Don Joaquín había escuchado el alboroto y entró en el salón dispuesto a reprender a la niña y cerrar bruscamente la ventana. Pero al presenciar tal prodigio se acordó de cuando él aún rezaba, iba a Misa y también de su Primera Comunión.
En su alma sintió las alegrías de aquel día y las lágrimas empezaron a correrle por la cara, pues no había ido nunca más a visitar al Señor, ni siquiera para verlo aunque fuera un poquito…

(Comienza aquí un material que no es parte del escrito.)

use config::{Config, ConfigError, Environment, File};
use serde::Deserialize;
use std::env;
use std::path::Path;
use thiserror::Error;
use tracing::{error, info};
use validator::{Validate, ValidationError};

/// Default values for configuration
const DEFAULT_LOG_LEVEL: &str = "info";
const DEFAULT_ENV: &str = "development";
const CONFIG_DIR: &str = "config";
const DEV_DEFAULT_JWT_SECRET: &str =
    "this_is_a_development_secret_key_that_is_at_least_64_characters_long_for_testing";

/// Application configuration structure with validation
#[derive(Clone, Debug, Deserialize, Validate)]
#[serde(deny_unknown_fields)]
pub struct AppConfig {
    /// Database connection URL
    pub database_url: String,

    /// Redis connection URL (webhook dedupe, health checks)
    pub redis_url: String,

    /// JWT secret key (minimum 64 characters)
    #[validate(length(min = 64), custom = "validate_jwt_secret")]
    pub jwt_secret: String,

    /// JWT issuer expected on inbound tokens
    #[serde(default = "default_auth_issuer")]
    pub auth_issuer: String,

    /// JWT audience expected on inbound tokens
    #[serde(default = "default_auth_audience")]
    pub auth_audience: String,

    /// Server host address
    pub host: String,

    /// Server port
    #[serde(default = "default_port")]
    pub port: u16,

    /// Application environment
    pub environment: String,

    /// Logging level
    #[serde(default = "default_log_level")]
    pub log_level: String,

    /// Log in JSON format (structured logging)
    #[serde(default)]
    pub log_json: bool,

    /// Whether to run database migrations on startup
    #[serde(default)]
    pub auto_migrate: bool,

    /// CORS: comma-separated list of allowed origins (production)
    #[serde(default)]
    pub cors_allowed_origins: Option<String>,

    /// Allow permissive CORS fallback
    #[serde(default)]
    pub cors_allow_any_origin: bool,

    /// CORS: allow credentials
    #[serde(default)]
    pub cors_allow_credentials: bool,

    /// DB pool: max connections
    #[serde(default = "default_db_max_connections")]
    pub db_max_connections: u32,

    /// DB pool: min connections
    #[serde(default = "default_db_min_connections")]
    pub db_min_connections: u32,

    /// DB timeouts (seconds)
    #[serde(default = "default_db_connect_timeout_secs")]
    pub db_connect_timeout_secs: u64,
    #[serde(default = "default_db_idle_timeout_secs")]
    pub db_idle_timeout_secs: u64,
    #[serde(default = "default_db_acquire_timeout_secs")]
    pub db_acquire_timeout_secs: u64,

    /// Default currency code for orders
    #[serde(default = "default_currency")]
    pub default_currency: String,

    /// Event channel capacity for async event processing
    #[serde(default = "default_event_channel_capacity")]
    pub event_channel_capacity: usize,

    /// Payment gateway base URL (hosted checkout provider)
    #[serde(default = "default_payment_gateway_url")]
    pub payment_gateway_url: String,

    /// Payment gateway API secret
    #[serde(default)]
    pub payment_gateway_secret: Option<String>,

    /// Bounded timeout for outbound charge/lookup calls (seconds)
    #[serde(default = "default_charge_timeout_secs")]
    #[validate(range(min = 1, max = 120))]
    pub charge_timeout_secs: u64,

    /// Maximum number of charge attempts before an order is cancelled
    #[serde(default = "default_max_payment_retries")]
    #[validate(range(min = 1, max = 20))]
    pub max_payment_retries: i32,

    /// An order stuck in awaiting_payment longer than this is reconciled
    /// against the gateway (seconds)
    #[serde(default = "default_stale_payment_threshold_secs")]
    pub stale_payment_threshold_secs: i64,

    /// Interval between reconciliation sweeps (seconds)
    #[serde(default = "default_reconcile_interval_secs")]
    pub reconcile_interval_secs: u64,

    /// Webhook secret for verifying payment gateway callbacks
    #[serde(default)]
    pub payment_webhook_secret: Option<String>,

    /// Webhook timestamp tolerance (seconds)
    #[serde(default)]
    pub payment_webhook_tolerance_secs: Option<u64>,
}

impl AppConfig {
    /// Creates a new configuration with defaults for everything not passed in.
    pub fn new(
        database_url: String,
        redis_url: String,
        jwt_secret: String,
        host: String,
        port: u16,
        environment: String,
    ) -> Self {
        Self {
            database_url,
            redis_url,
            jwt_secret,
            auth_issuer: default_auth_issuer(),
            auth_audience: default_auth_audience(),
            host,
            port,
            environment,
            log_level: default_log_level(),
            log_json: false,
            auto_migrate: false,
            cors_allowed_origins: None,
            cors_allow_any_origin: false,
            cors_allow_credentials: false,
            db_max_connections: default_db_max_connections(),
            db_min_connections: default_db_min_connections(),
            db_connect_timeout_secs: default_db_connect_timeout_secs(),
            db_idle_timeout_secs: default_db_idle_timeout_secs(),
            db_acquire_timeout_secs: default_db_acquire_timeout_secs(),
            default_currency: default_currency(),
            event_channel_capacity: default_event_channel_capacity(),
            payment_gateway_url: default_payment_gateway_url(),
            payment_gateway_secret: None,
            charge_timeout_secs: default_charge_timeout_secs(),
            max_payment_retries: default_max_payment_retries(),
            stale_payment_threshold_secs: default_stale_payment_threshold_secs(),
            reconcile_interval_secs: default_reconcile_interval_secs(),
            payment_webhook_secret: None,
            payment_webhook_tolerance_secs: None,
        }
    }

    pub fn database_url(&self) -> &str {
        &self.database_url
    }

    pub fn log_level(&self) -> &str {
        &self.log_level
    }

    pub fn is_development(&self) -> bool {
        matches!(self.environment.as_str(), "development" | "dev" | "test")
    }

    pub fn should_allow_permissive_cors(&self) -> bool {
        self.is_development() || self.cors_allow_any_origin
    }

    pub fn has_cors_allowed_origins(&self) -> bool {
        self.cors_allowed_origins
            .as_deref()
            .map(|raw| raw.split(',').any(|o| !o.trim().is_empty()))
            .unwrap_or(false)
    }

    /// Constraints that cannot be expressed as field-level validators.
    pub fn validate_additional_constraints(&self) -> Result<(), ValidationError> {
        if !self.is_development() && self.jwt_secret.trim() == DEV_DEFAULT_JWT_SECRET {
            return Err(ValidationError::new(
                "development jwt_secret must not be used outside development",
            ));
        }
        if !self.should_allow_permissive_cors() && !self.has_cors_allowed_origins() {
            return Err(ValidationError::new(
                "cors_allowed_origins is required outside development",
            ));
        }
        if self.stale_payment_threshold_secs < 0 {
            return Err(ValidationError::new(
                "stale_payment_threshold_secs must be non-negative",
            ));
        }
        Ok(())
    }
}

fn validate_jwt_secret(secret: &str) -> Result<(), ValidationError> {
    if secret.trim().is_empty() {
        return Err(ValidationError::new("jwt_secret must not be blank"));
    }
    Ok(())
}

fn default_port() -> u16 {
    8080
}
fn default_log_level() -> String {
    DEFAULT_LOG_LEVEL.to_string()
}
fn default_auth_issuer() -> String {
    "cinema-auth".to_string()
}
fn default_auth_audience() -> String {
    "cinema-api".to_string()
}
fn default_db_max_connections() -> u32 {
    10
}
fn default_db_min_connections() -> u32 {
    1
}
fn default_db_connect_timeout_secs() -> u64 {
    30
}
fn default_db_idle_timeout_secs() -> u64 {
    600
}
fn default_db_acquire_timeout_secs() -> u64 {
    8
}
fn default_currency() -> String {
    "USD".to_string()
}
fn default_event_channel_capacity() -> usize {
    1024
}
fn default_payment_gateway_url() -> String {
    "https://gateway.example.com".to_string()
}
fn default_charge_timeout_secs() -> u64 {
    10
}
fn default_max_payment_retries() -> i32 {
    5
}
fn default_stale_payment_threshold_secs() -> i64 {
    900
}
fn default_reconcile_interval_secs() -> u64 {
    300
}

/// Errors raised while loading or validating configuration
#[derive(Debug, Error)]
pub enum AppConfigError {
    #[error("failed to load configuration: {0}")]
    Load(#[from] ConfigError),
    #[error("configuration validation failed: {0}")]
    Validation(String),
}

/// Initializes tracing using the provided log level as the default filter
pub fn init_tracing(level: &str, json: bool) {
    use tracing_subscriber::{fmt, EnvFilter};

    let default_directive = format!("cinema_api={},tower_http=debug", level);
    let filter_directive = env::var("RUST_LOG")
        .ok()
        .filter(|s| !s.trim().is_empty())
        .unwrap_or(default_directive);

    if json {
        let _ = fmt().with_env_filter(filter_directive).json().try_init();
    } else {
        let _ = fmt().with_env_filter(filter_directive).try_init();
    }
}

/// Loads application configuration
///
/// Layers configuration sources in this order:
/// 1. Built-in defaults
/// 2. Default config (config/default.toml)
/// 3. Environment-specific config (config/{env}.toml)
/// 4. Environment variables (APP__*)
pub fn load_config() -> Result<AppConfig, AppConfigError> {
    let run_env = env::var("RUN_ENV")
        .or_else(|_| env::var("APP_ENV"))
        .unwrap_or_else(|_| DEFAULT_ENV.to_string());
    info!("Loading configuration for environment: {}", run_env);

    if !Path::new(CONFIG_DIR).exists() {
        info!(
            "Config directory '{}' not found; relying on built-in defaults and environment variables",
            CONFIG_DIR
        );
    }

    // NOTE: jwt_secret has no default - it MUST be provided via environment
    // variable or config file.
    let config = Config::builder()
        .set_default("database_url", "sqlite://cinema.db?mode=rwc")?
        .set_default("redis_url", "redis://localhost:6379")?
        .set_default("host", "0.0.0.0")?
        .set_default("port", 8080)?
        .set_default("environment", DEFAULT_ENV)?
        .set_default("log_level", DEFAULT_LOG_LEVEL)?
        .set_default("log_json", false)?
        .add_source(File::with_name(&format!("{}/default", CONFIG_DIR)).required(false))
        .add_source(File::with_name(&format!("{}/{}", CONFIG_DIR, run_env)).required(false))
        .add_source(Environment::with_prefix("APP").separator("__"))
        .build()?;

    if config.get_string("jwt_secret").is_err() {
        error!("JWT secret is not configured. Set APP__JWT_SECRET with a secure random string (minimum 64 characters).");
        return Err(AppConfigError::Load(ConfigError::NotFound(
            "jwt_secret is required but not configured. Set APP__JWT_SECRET.".into(),
        )));
    }

    let app_config: AppConfig = config.try_deserialize()?;

    app_config.validate().map_err(|e| {
        error!("Configuration validation failed: {:?}", e);
        AppConfigError::Validation(e.to_string())
    })?;

    app_config.validate_additional_constraints().map_err(|e| {
        error!("Configuration security validation failed: {:?}", e);
        AppConfigError::Validation(e.to_string())
    })?;

    info!("Configuration loaded successfully");
    Ok(app_config)
}

#[cfg(test)]
mod tests {
    use super::*;

    fn base_config() -> AppConfig {
        AppConfig::new(
            "sqlite://test.db?mode=rwc".to_string(),
            "redis://127.0.0.1:6379".to_string(),
            DEV_DEFAULT_JWT_SECRET.to_string(),
            "127.0.0.1".to_string(),
            18_080,
            "development".to_string(),
        )
    }

    #[test]
    fn development_allows_permissive_cors() {
        let cfg = base_config();
        assert!(cfg.should_allow_permissive_cors());
        assert!(cfg.validate_additional_constraints().is_ok());
    }

    #[test]
    fn production_requires_cors_origins() {
        let mut cfg = base_config();
        cfg.environment = "production".to_string();
        cfg.jwt_secret = "x".repeat(64);
        assert!(cfg.validate_additional_constraints().is_err());

        cfg.cors_allowed_origins = Some("https://cinema.example.com".to_string());
        assert!(cfg.validate_additional_constraints().is_ok());
    }

    #[test]
    fn production_rejects_dev_jwt_secret() {
        let mut cfg = base_config();
        cfg.environment = "production".to_string();
        cfg.cors_allowed_origins = Some("https://cinema.example.com".to_string());
        assert!(cfg.validate_additional_constraints().is_err());
    }

    #[test]
    fn payment_defaults_are_sane() {
        let cfg = base_config();
        assert_eq!(cfg.max_payment_retries, 5);
        assert_eq!(cfg.charge_timeout_secs, 10);
        assert!(cfg.stale_payment_threshold_secs > 0);
    }
}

La milagrosa escena terminó y el ostensorio volvió a su posición anterior; los pies del párroco se despegaron del suelo y la comitiva continuó su recorrido con normalidad. Los presentes no daban crédito a lo que acababan de ver…
Al darse cuenta que su patrón estaba de rodillas llorando, la niña lo cogió de la mano y salió con él para participar en la procesión. Zita cantaba con gusto los himnos eucarísticos.
Pero cuál no fue su sorpresa al oír que una voz fuerte y varonil acompañaba también las estrofas de las canciones. ¡Eso sí que era un milagro de verdad!
Al llegar a la iglesia, una vez que concluyó la ceremonia toda, don Joaquín le dijo al párroco que quería confesarse y de esta manera se reconcilió con Aquel que había abandonado por tanto tiempo. Rezó devotamente a los pies de Nuestra Señora del Perdón, pidiéndole a la Madre de Dios que le protegiese y le ayudase a cambiar de vida.
Ahora, siempre que tiene un ratito libre, pasa por la parroquia y reza. Pero ante todo le dice al Señor:
— Señor, he venido aquí sólo para verte. ¡Ayúdame para que no te abandone jamás!